Go line by line through the records below. Copy whichever lines contain the string "state".
*** Opening of Input data ***
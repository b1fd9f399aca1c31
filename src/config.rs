//! Run configuration, loaded from JSON and overridable from the command line.

use std::fs;
use std::path::Path;

use anyhow::{Context, Result};
use serde::{Deserialize, Serialize};

use crate::ir::pipeline::PipelineConfig;
use crate::rules::route::RouteInfo;

fn default_max_passes() -> u32 {
    2
}

fn default_revisit_bound() -> u32 {
    1
}

/// Half the available cores, at least one.
pub fn default_workers() -> usize {
    std::thread::available_parallelism()
        .map(|n| (n.get() / 2).max(1))
        .unwrap_or(1)
}

#[derive(Debug, Clone, PartialEq, Eq, Serialize, Deserialize)]
#[serde(deny_unknown_fields)]
pub struct RewriterConfig {
    #[serde(default = "default_max_passes")]
    pub max_passes: u32,
    #[serde(default = "default_revisit_bound")]
    pub revisit_bound: u32,
    /// Rule IDs to enable, in dispatch order. Empty enables every built-in rule.
    #[serde(default)]
    pub rules: Vec<String>,
    #[serde(default = "default_workers")]
    pub workers: usize,
    #[serde(default)]
    pub routes: Vec<RouteInfo>,
}

impl Default for RewriterConfig {
    fn default() -> Self {
        RewriterConfig {
            max_passes: default_max_passes(),
            revisit_bound: default_revisit_bound(),
            rules: Vec::new(),
            workers: default_workers(),
            routes: Vec::new(),
        }
    }
}

impl RewriterConfig {
    pub fn from_json(json: &str) -> Result<Self> {
        let config: RewriterConfig = serde_json::from_str(json).context("invalid configuration")?;
        config.validate()?;
        Ok(config)
    }

    pub fn load(path: &Path) -> Result<Self> {
        let json = fs::read_to_string(path)
            .with_context(|| format!("failed to read config {}", path.display()))?;
        Self::from_json(&json).with_context(|| format!("in config {}", path.display()))
    }

    pub fn validate(&self) -> Result<()> {
        anyhow::ensure!(self.max_passes >= 1, "max_passes must be at least 1");
        anyhow::ensure!(self.workers >= 1, "workers must be at least 1");
        Ok(())
    }

    pub fn pipeline_config(&self) -> PipelineConfig {
        PipelineConfig {
            max_passes: self.max_passes,
            revisit_bound: self.revisit_bound,
        }
    }
}

#[cfg(test)]
mod tests {
    use super::*;

    #[test]
    fn test_defaults() {
        let config = RewriterConfig::from_json("{}").unwrap();
        assert_eq!(config.max_passes, 2);
        assert_eq!(config.revisit_bound, 1);
        assert!(config.rules.is_empty());
        assert!(config.workers >= 1);
    }

    #[test]
    fn test_routes_and_rules() {
        let config = RewriterConfig::from_json(
            r#"{
                "max_passes": 1,
                "rules": ["explicit_route_annotation"],
                "routes": [{"class": "App\\HomeController", "method": "index", "path": "/"}]
            }"#,
        )
        .unwrap();
        assert_eq!(config.pipeline_config().max_passes, 1);
        assert_eq!(config.routes[0].path, "/");
        assert!(config.routes[0].http_methods.is_empty());
    }

    #[test]
    fn test_rejects_bad_values() {
        assert!(RewriterConfig::from_json(r#"{"max_passes": 0}"#).is_err());
        assert!(RewriterConfig::from_json(r#"{"unknown": true}"#).is_err());
    }
}
use std::collections::{BTreeSet, HashMap};
use std::sync::Arc;

use petgraph::Direction;
use petgraph::graph::{DiGraph, NodeIndex};
use tracing::{debug, info, warn};

use super::decorator::decorate;
use super::node::Tree;
use super::rule::{AddedFile, RewriteRule};
use super::traversal::{PassStats, Traversal};
use super::types::TypeOracle;
use crate::error::{Result, RewriteError};

/// Limits applied to a run.
#[derive(Debug, Clone, Copy, PartialEq, Eq)]
pub struct PipelineConfig {
    /// Maximum number of full traversals.
    pub max_passes: u32,
    /// How often one node may be re-offered to the rules within a pass.
    pub revisit_bound: u32,
}

impl Default for PipelineConfig {
    fn default() -> Self {
        PipelineConfig {
            max_passes: 2,
            revisit_bound: 1,
        }
    }
}

/// How a run ended.
#[derive(Debug, Clone, Copy, PartialEq, Eq)]
pub enum PassOutcome {
    /// A pass produced no mutation.
    Converged,
    /// The last allowed pass still mutated the tree. The tree is valid.
    BoundExceeded,
}

#[derive(Debug, Clone, PartialEq, Eq)]
pub struct RunReport {
    pub passes: u32,
    pub outcome: PassOutcome,
    pub stats: Vec<PassStats>,
    /// Files requested by rules, one per path, in request order.
    pub added_files: Vec<AddedFile>,
}

impl RunReport {
    pub fn mutations(&self) -> usize {
        self.stats.iter().map(|s| s.mutations).sum()
    }

    pub fn changed(&self) -> bool {
        self.mutations() > 0 || !self.added_files.is_empty()
    }
}

/// Ordered set of rewrite rules applied to trees by repeated traversal.
///
/// Rules are dispatched in declaration order, except that a rule naming
/// others in [`RewriteRule::run_after`] is moved behind them. The pipeline
/// itself holds no per-tree state and may run many trees concurrently.
pub struct Pipeline {
    rules: Vec<Arc<dyn RewriteRule>>,
    config: PipelineConfig,
}

impl Pipeline {
    /// Creates an empty pipeline.
    pub fn new(config: PipelineConfig) -> Self {
        Pipeline {
            rules: Vec::new(),
            config,
        }
    }

    /// Builds a pipeline from rules in declaration order.
    pub fn with_rules(config: PipelineConfig, rules: Vec<Arc<dyn RewriteRule>>) -> Result<Self> {
        let mut pipeline = Pipeline::new(config);
        for rule in rules {
            pipeline.add_rule(rule)?;
        }
        Ok(pipeline)
    }

    pub fn config(&self) -> PipelineConfig {
        self.config
    }

    /// Appends a rule and re-establishes the dispatch order.
    pub fn add_rule(&mut self, rule: Arc<dyn RewriteRule>) -> Result<()> {
        if self.rules.iter().any(|r| r.id() == rule.id()) {
            return Err(RewriteError::InvariantViolation(format!(
                "rule '{}' registered twice",
                rule.id()
            )));
        }
        let mut rules = self.rules.clone();
        rules.push(rule);
        self.rules = order_rules(rules)?;
        Ok(())
    }

    /// Removes a rule by its ID.
    pub fn remove_rule(&mut self, id: &str) -> bool {
        let before = self.rules.len();
        self.rules.retain(|r| r.id() != id);
        self.rules.len() != before
    }

    /// Rule IDs in dispatch order.
    pub fn rule_ids(&self) -> Vec<&'static str> {
        self.rules.iter().map(|r| r.id()).collect()
    }

    /// Runs passes over `tree` until one makes no mutation or `max_passes` is reached.
    ///
    /// The tree is mutated in place. On a fatal error it is left in whatever
    /// state the failing pass produced; use [`Pipeline::run_owned`] to get
    /// all-or-nothing behaviour.
    pub fn run(&self, tree: &mut Tree, oracle: &dyn TypeOracle) -> Result<RunReport> {
        let mut stats = Vec::new();
        let mut added_files = Vec::new();
        let mut outcome = PassOutcome::BoundExceeded;

        for pass in 1..=self.config.max_passes {
            decorate(tree, oracle);
            let pass_stats = Traversal::new(
                &self.rules,
                tree,
                oracle,
                &mut added_files,
                pass,
                self.config.revisit_bound,
            )
            .run()?;
            tree.validate()?;
            info!(
                "Pass {} over {}: {} mutation(s)",
                pass,
                tree.path().map(|p| p.display().to_string()).unwrap_or_else(|| "<tree>".into()),
                pass_stats.mutations
            );
            stats.push(pass_stats);
            if !pass_stats.changed() {
                outcome = PassOutcome::Converged;
                break;
            }
        }

        if outcome == PassOutcome::BoundExceeded {
            warn!(
                "Tree {} still changing after {} pass(es)",
                tree.path().map(|p| p.display().to_string()).unwrap_or_else(|| "<tree>".into()),
                self.config.max_passes
            );
        }

        Ok(RunReport {
            passes: stats.len() as u32,
            outcome,
            stats,
            added_files: dedup_files(added_files),
        })
    }

    /// Like [`Pipeline::run`], but consumes the tree and hands it back only on success.
    pub fn run_owned(&self, mut tree: Tree, oracle: &dyn TypeOracle) -> Result<(Tree, RunReport)> {
        let report = self.run(&mut tree, oracle)?;
        Ok((tree, report))
    }
}

/// Keeps the first request for each path.
fn dedup_files(files: Vec<AddedFile>) -> Vec<AddedFile> {
    let mut seen = BTreeSet::new();
    files
        .into_iter()
        .filter(|f| {
            let fresh = seen.insert(f.path.clone());
            if !fresh {
                debug!("Dropping duplicate added file {}", f.path.display());
            }
            fresh
        })
        .collect()
}

/// Topological order over `run_after` edges, preferring declaration order.
fn order_rules(rules: Vec<Arc<dyn RewriteRule>>) -> Result<Vec<Arc<dyn RewriteRule>>> {
    let mut graph: DiGraph<usize, ()> = DiGraph::new();
    let indices: Vec<NodeIndex> = (0..rules.len()).map(|i| graph.add_node(i)).collect();
    let by_id: HashMap<&str, NodeIndex> = rules
        .iter()
        .zip(&indices)
        .map(|(r, i)| (r.id(), *i))
        .collect();

    for (rule, &node) in rules.iter().zip(&indices) {
        for dependency in rule.run_after() {
            // Dependencies on rules that are not registered are ignored.
            if let Some(&dep) = by_id.get(dependency) {
                graph.add_edge(dep, node, ());
            }
        }
    }

    // Kahn's algorithm, always releasing the earliest-declared ready rule.
    let mut in_degree: Vec<usize> = indices
        .iter()
        .map(|&n| graph.neighbors_directed(n, Direction::Incoming).count())
        .collect();
    let mut ready: BTreeSet<usize> = (0..rules.len()).filter(|&i| in_degree[i] == 0).collect();
    let mut order = Vec::with_capacity(rules.len());
    while let Some(next) = ready.pop_first() {
        order.push(next);
        for succ in graph.neighbors_directed(indices[next], Direction::Outgoing) {
            let succ = graph[succ];
            in_degree[succ] -= 1;
            if in_degree[succ] == 0 {
                ready.insert(succ);
            }
        }
    }

    if order.len() != rules.len() {
        let stuck = (0..rules.len())
            .find(|i| !order.contains(i))
            .map(|i| rules[i].id())
            .unwrap_or_default();
        return Err(RewriteError::RuleCycle(stuck.to_string()));
    }

    let mut slots: Vec<Option<Arc<dyn RewriteRule>>> = rules.into_iter().map(Some).collect();
    Ok(order.into_iter().filter_map(|i| slots[i].take()).collect())
}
*** Close of Input data ***
Task response ▸
/// itself holds no per-tree state and may run many trees concurrently.
    /// state the failing pass produced; use [`Pipeline::run_owned`] to get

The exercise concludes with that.